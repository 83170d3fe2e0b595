//! Order-book use case.

use std::sync::Arc;

use crate::application::ports::{SubgraphError, SubgraphPort};
use crate::domain::market::{OrderBookLevel, aggregate_order_book};

/// Use case for the aggregated order book of one item.
pub struct GetOrderBookUseCase<S>
where
    S: SubgraphPort,
{
    subgraph: Arc<S>,
}

impl<S> GetOrderBookUseCase<S>
where
    S: SubgraphPort,
{
    /// Create a new `GetOrderBookUseCase`.
    pub const fn new(subgraph: Arc<S>) -> Self {
        Self { subgraph }
    }

    /// Aggregate every active listing of `item_id` into price levels,
    /// best offers first.
    pub async fn execute(&self, item_id: &str) -> Result<Vec<OrderBookLevel>, SubgraphError> {
        let listings = self.subgraph.listings(item_id).await?;
        Ok(aggregate_order_book(&listings))
    }
}
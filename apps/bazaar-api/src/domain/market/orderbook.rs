//! Order-book aggregation of active listings into price levels.

use std::collections::BTreeMap;

use rust_decimal::Decimal;
use serde::{Deserialize, Serialize};

use super::types::Listing;

/// Maximum number of price levels returned (best offers first).
pub const MAX_ORDER_BOOK_DEPTH: usize = 100;

/// One order-book row: all listings at one exact price.
#[derive(Debug, Clone, PartialEq, Serialize, Deserialize)]
pub struct OrderBookLevel {
    /// Asking price per unit in ETH.
    pub unit_price_eth: Decimal,
    /// Total units available at this price.
    pub quantity: u64,
    /// Number of listings contributing to this level.
    pub listing_count: usize,
}

/// Group listings by exact unit price into ascending price levels.
///
/// Output is strictly ascending by price and truncated to the
/// [`MAX_ORDER_BOOK_DEPTH`] lowest prices. The grouping is a strict
/// partition of the kept price range: quantities are summed, never
/// dropped or double-counted.
#[must_use]
pub fn aggregate_order_book(listings: &[Listing]) -> Vec<OrderBookLevel> {
    // BTreeMap keyed by price yields ascending order for free.
    let mut levels: BTreeMap<Decimal, OrderBookLevel> = BTreeMap::new();

    for listing in listings {
        levels
            .entry(listing.unit_price_eth)
            .and_modify(|level| {
                level.quantity += listing.remaining_quantity;
                level.listing_count += 1;
            })
            .or_insert_with(|| OrderBookLevel {
                unit_price_eth: listing.unit_price_eth,
                quantity: listing.remaining_quantity,
                listing_count: 1,
            });
    }

    let mut book: Vec<OrderBookLevel> = levels.into_values().collect();
    book.truncate(MAX_ORDER_BOOK_DEPTH);
    book
}

#[cfg(test)]
mod tests {
    use rust_decimal_macros::dec;

    use super::*;

    fn listing(price: Decimal, qty: u64) -> Listing {
        Listing {
            item_id: "shield".to_string(),
            unit_price_eth: price,
            remaining_quantity: qty,
            owner: "0xseller".to_string(),
        }
    }

    #[test]
    fn listings_at_same_price_merge_into_one_level() {
        let listings = vec![
            listing(dec!(0.05), 2),
            listing(dec!(0.05), 3),
            listing(dec!(0.07), 1),
        ];

        let book = aggregate_order_book(&listings);

        assert_eq!(book.len(), 2);
        assert_eq!(book[0].unit_price_eth, dec!(0.05));
        assert_eq!(book[0].quantity, 5);
        assert_eq!(book[0].listing_count, 2);
        assert_eq!(book[1].listing_count, 1);
    }

    #[test]
    fn levels_are_strictly_ascending_by_price() {
        let listings = vec![
            listing(dec!(0.09), 1),
            listing(dec!(0.03), 1),
            listing(dec!(0.06), 1),
        ];

        let book = aggregate_order_book(&listings);
        let prices: Vec<Decimal> = book.iter().map(|l| l.unit_price_eth).collect();

        assert_eq!(prices, vec![dec!(0.03), dec!(0.06), dec!(0.09)]);
    }

    #[test]
    fn book_truncates_to_max_depth_keeping_lowest_prices() {
        let listings: Vec<Listing> = (0..150)
            .map(|i| listing(Decimal::new(i + 1, 4), 1))
            .collect();

        let book = aggregate_order_book(&listings);

        assert_eq!(book.len(), MAX_ORDER_BOOK_DEPTH);
        assert_eq!(book[0].unit_price_eth, Decimal::new(1, 4));
        assert_eq!(
            book.last().map(|l| l.unit_price_eth),
            Some(Decimal::new(100, 4))
        );
    }

    #[test]
    fn aggregation_preserves_total_quantity() {
        let listings = vec![
            listing(dec!(0.05), 2),
            listing(dec!(0.05), 3),
            listing(dec!(0.07), 4),
        ];

        let input_qty: u64 = listings.iter().map(|l| l.remaining_quantity).sum();
        let book = aggregate_order_book(&listings);
        let level_qty: u64 = book.iter().map(|l| l.quantity).sum();

        assert_eq!(input_qty, level_qty);
    }

    #[test]
    fn empty_listings_yield_empty_book() {
        assert!(aggregate_order_book(&[]).is_empty());
    }
}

______

> **Aim of the task**: For this exercise, set down the entire listing above exactly as given.

> **Task solution**:
repository 83170d3fe2e0b595
//! Order-book use case.

use std::sync::Arc;

use crate::application::ports::{SubgraphError, SubgraphPort};
use crate::domain::market::{OrderBookLevel, aggregate_order_book};

/// Use case for the aggregated order book of one item.
pub struct GetOrderBookUseCase<S>
where
    S: SubgraphPort,
{
    subgraph: Arc<S>,
}

impl<S> GetOrderBookUseCase<S>
where
    S: SubgraphPort,
{
    /// Create a new `GetOrderBookUseCase`.
    pub const fn new(subgraph: Arc<S>) -> Self {
        Self { subgraph }
    }

    /// Aggregate every active listing of `item_id` into price levels,
    /// best offers first.
    pub async fn execute(&self, item_id: &str) -> Result<Vec<OrderBookLevel>, SubgraphError> {
        let listings = self.subgraph.listings(item_id).await?;
        Ok(aggregate_order_book(&listings))
    }
}
filename apps/bazaar-api/src/domain/market/orderbook.rs
//! Order-book aggregation of active listings into price levels.

use std::collections::BTreeMap;

use rust_decimal::Decimal;
use serde::{Deserialize, Serialize};

use super::types::Listing;

/// Maximum number of price levels returned (best offers first).
pub const MAX_ORDER_BOOK_DEPTH: usize = 100;

/// One order-book row: all listings at one exact price.
#[derive(Debug, Clone, PartialEq, Serialize, Deserialize)]
pub struct OrderBookLevel {
    /// Asking price per unit in ETH.
    pub unit_price_eth: Decimal,
    /// Total units available at this price.
    pub quantity: u64,
    /// Number of listings contributing to this level.
    pub listing_count: usize,
}

/// Group listings by exact unit price into ascending price levels.
///
/// Output is strictly ascending by price and truncated to the
/// [`MAX_ORDER_BOOK_DEPTH`] lowest prices. The grouping is a strict
/// partition of the kept price range: quantities are summed, never
/// dropped or double-counted.
#[must_use]
pub fn aggregate_order_book(listings: &[Listing]) -> Vec<OrderBookLevel> {
    // BTreeMap keyed by price yields ascending order for free.
    let mut levels: BTreeMap<Decimal, OrderBookLevel> = BTreeMap::new();

    for listing in listings {
        levels
            .entry(listing.unit_price_eth)
            .and_modify(|level| {
                level.quantity += listing.remaining_quantity;
                level.listing_count += 1;
            })
            .or_insert_with(|| OrderBookLevel {
                unit_price_eth: listing.unit_price_eth,
                quantity: listing.remaining_quantity,
                listing_count: 1,
            });
    }

    let mut book: Vec<OrderBookLevel> = levels.into_values().collect();
    book.truncate(MAX_ORDER_BOOK_DEPTH);
    book
}

#[cfg(test)]
mod tests {
    use rust_decimal_macros::dec;

    use super::*;

    fn listing(price: Decimal, qty: u64) -> Listing {
        Listing {
            item_id: "shield".to_string(),
            unit_price_eth: price,
            remaining_quantity: qty,
            owner: "0xseller".to_string(),
        }
    }

    #[test]
    fn listings_at_same_price_merge_into_one_level() {
        let listings = vec![
            listing(dec!(0.05), 2),
            listing(dec!(0.05), 3),
            listing(dec!(0.07), 1),
        ];

        let book = aggregate_order_book(&listings);

        assert_eq!(book.len(), 2);
        assert_eq!(book[0].unit_price_eth, dec!(0.05));
        assert_eq!(book[0].quantity, 5);
        assert_eq!(book[0].listing_count, 2);
        assert_eq!(book[1].listing_count, 1);
    }

    #[test]
    fn levels_are_strictly_ascending_by_price() {
        let listings = vec![
            listing(dec!(0.09), 1),
            listing(dec!(0.03), 1),
            listing(dec!(0.06), 1),
        ];

        let book = aggregate_order_book(&listings);
        let prices: Vec<Decimal> = book.iter().map(|l| l.unit_price_eth).collect();

        assert_eq!(prices, vec![dec!(0.03), dec!(0.06), dec!(0.09)]);
    }

    #[test]
    fn book_truncates_to_max_depth_keeping_lowest_prices() {
        let listings: Vec<Listing> = (0..150)
            .map(|i| listing(Decimal::new(i + 1, 4), 1))
            .collect();

        let book = aggregate_order_book(&listings);

        assert_eq!(book.len(), MAX_ORDER_BOOK_DEPTH);
        assert_eq!(book[0].unit_price_eth, Decimal::new(1, 4));
        assert_eq!(
            book.last().map(|l| l.unit_price_eth),
            Some(Decimal::new(100, 4))
        );
    }

    #[test]
    fn aggregation_preserves_total_quantity() {
        let listings = vec![
            listing(dec!(0.05), 2),
            listing(dec!(0.05), 3),
            listing(dec!(0.07), 4),
        ];

        let input_qty: u64 = listings.iter().map(|l| l.remaining_quantity).sum();
        let book = aggregate_order_book(&listings);
        let level_qty: u64 = book.iter().map(|l| l.quantity).sum();

        assert_eq!(input_qty, level_qty);
    }

    #[test]
    fn empty_listings_yield_empty_book() {
        assert!(aggregate_order_book(&[]).is_empty());
    }
}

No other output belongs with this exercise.